### Records to use ###

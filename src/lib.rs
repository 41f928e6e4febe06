#![cfg_attr(not(feature = "std"), no_std)]
#![doc = "ember-core: the channel lifecycle, handler pipeline, and outbound"]
#![doc = "backpressure contracts shared by every protocol runtime built on top"]
#![doc = "of this crate."]
#![doc = ""]
#![doc = "== Scope (P1) =="]
#![doc = "This crate is the CORE of an event-driven networking transport runtime:"]
#![doc = "channel lifecycle, pipeline dispatch, outbound buffering, and the"]
#![doc = "registration/executor-binding protocol. Concrete socket transports,"]
#![doc = "executor pools, byte-buffer allocators, and protocol codecs are deliberately"]
#![doc = "out of scope; this crate only specifies (and consumes) the seams they"]
#![doc = "plug into — see [`transport`] and [`executor`]."]
#![doc = ""]
#![doc = "== Allocation (P2) =="]
#![doc = "`ember-core` targets `no_std + alloc`: the pipeline arena, promise"]
#![doc = "completion graph, and outbound buffer all lean on `alloc`'s `Arc`, `Box`,"]
#![doc = "and `Vec`. A pure allocator-free build is not supported."]

extern crate alloc;

mod sealed;

pub mod address;
pub mod buffer;
pub mod channel;
pub mod config;
pub mod error;
pub mod executor;
pub mod future;
pub mod ids;
pub mod observability;
pub mod pipeline;
pub mod promise;
pub mod size_predictor;
pub mod time;
pub mod transport;

pub use address::Address;
pub use buffer::{
    DefaultMessageSizeEstimator, Message, MessageSizeEstimator, OutboundBuffer,
    PendingWriteQueue, PendingWriteQueueKind, ReadableBuffer, WritableBuffer,
};
pub use channel::{Channel, ChannelState};
pub use config::{
    BufferAllocator, ChannelConfiguration, SizePredictorFactory, StaticChannelConfiguration,
};
pub use error::{CoreError, ErrorCategory};
pub use executor::{Executor, ShutdownHook, Task};
pub use future::{BoxFuture, LocalBoxFuture};
pub use ids::{ChannelId, DefaultIdentitySource, IdentitySource};
pub use observability::{Logger, MetricsProvider, NoopObservability, Severity, TraceContext, UserEvent};
pub use pipeline::{Context, EventMask, Handler, Pipeline};
pub use promise::{Outcome, Promise};
pub use size_predictor::{AdaptivePredictor, FixedPredictor, SizePredictor};
pub use time::{DefaultMonotonicClock, MonotonicClock, MonotonicTimePoint};
pub use transport::{BoxedTransport, TransportMetadata, TransportPlug};

use alloc::boxed::Box;
use core::fmt;

/// The `no_std`-friendly error trait every error type in this crate
/// implements, standing in for `std::error::Error` (which is unavailable
/// without `std`).
///
/// # Why
/// `std::error::Error` cannot be named without the `std` feature, but
/// [`CoreError`] still needs a way to carry and chain an arbitrary boxed
/// cause. This trait is that minimal common interface.
///
/// # What
/// Implementors must be `Debug + Display` and may expose an upstream
/// [`Error::source`], mirroring `std::error::Error::source`'s semantics.
///
/// # Trade-off
/// Deliberately does not require `Send + Sync` — callers that need to move
/// an error across threads reach for [`error::ErrorCause`] instead, which
/// does.
pub trait Error: fmt::Debug + fmt::Display + crate::sealed::Sealed {
    fn source(&self) -> Option<&(dyn Error + 'static)>;
}

impl<E> Error for Box<E>
where
    E: Error + ?Sized,
{
    fn source(&self) -> Option<&(dyn Error + 'static)> {
        (**self).source()
    }
}

/// Crate-wide result alias: every fallible core operation returns
/// `Result<T, CoreError>` unless it has a more specific reason not to.
pub type Result<T, E = CoreError> = core::result::Result<T, E>;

###

→ Exercise details:
Begin with the first line of the records and reproduce each line as is, ending with the line that holds "use core::fmt;".

→ Result of this exercise:
filename src/lib.rs
repository 41f928e6e4febe06
#![cfg_attr(not(feature = "std"), no_std)]
#![doc = "ember-core: the channel lifecycle, handler pipeline, and outbound"]
#![doc = "backpressure contracts shared by every protocol runtime built on top"]
#![doc = "of this crate."]
#![doc = ""]
#![doc = "== Scope (P1) =="]
#![doc = "This crate is the CORE of an event-driven networking transport runtime:"]
#![doc = "channel lifecycle, pipeline dispatch, outbound buffering, and the"]
#![doc = "registration/executor-binding protocol. Concrete socket transports,"]
#![doc = "executor pools, byte-buffer allocators, and protocol codecs are deliberately"]
#![doc = "out of scope; this crate only specifies (and consumes) the seams they"]
#![doc = "plug into — see [`transport`] and [`executor`]."]
#![doc = ""]
#![doc = "== Allocation (P2) =="]
#![doc = "`ember-core` targets `no_std + alloc`: the pipeline arena, promise"]
#![doc = "completion graph, and outbound buffer all lean on `alloc`'s `Arc`, `Box`,"]
#![doc = "and `Vec`. A pure allocator-free build is not supported."]

extern crate alloc;

mod sealed;

pub mod address;
pub mod buffer;
pub mod channel;
pub mod config;
pub mod error;
pub mod executor;
pub mod future;
pub mod ids;
pub mod observability;
pub mod pipeline;
pub mod promise;
pub mod size_predictor;
pub mod time;
pub mod transport;

pub use address::Address;
pub use buffer::{
    DefaultMessageSizeEstimator, Message, MessageSizeEstimator, OutboundBuffer,
    PendingWriteQueue, PendingWriteQueueKind, ReadableBuffer, WritableBuffer,
};
pub use channel::{Channel, ChannelState};
pub use config::{
    BufferAllocator, ChannelConfiguration, SizePredictorFactory, StaticChannelConfiguration,
};
pub use error::{CoreError, ErrorCategory};
pub use executor::{Executor, ShutdownHook, Task};
pub use future::{BoxFuture, LocalBoxFuture};
pub use ids::{ChannelId, DefaultIdentitySource, IdentitySource};
pub use observability::{Logger, MetricsProvider, NoopObservability, Severity, TraceContext, UserEvent};
pub use pipeline::{Context, EventMask, Handler, Pipeline};
pub use promise::{Outcome, Promise};
pub use size_predictor::{AdaptivePredictor, FixedPredictor, SizePredictor};
pub use time::{DefaultMonotonicClock, MonotonicClock, MonotonicTimePoint};
pub use transport::{BoxedTransport, TransportMetadata, TransportPlug};

use alloc::boxed::Box;
use core::fmt;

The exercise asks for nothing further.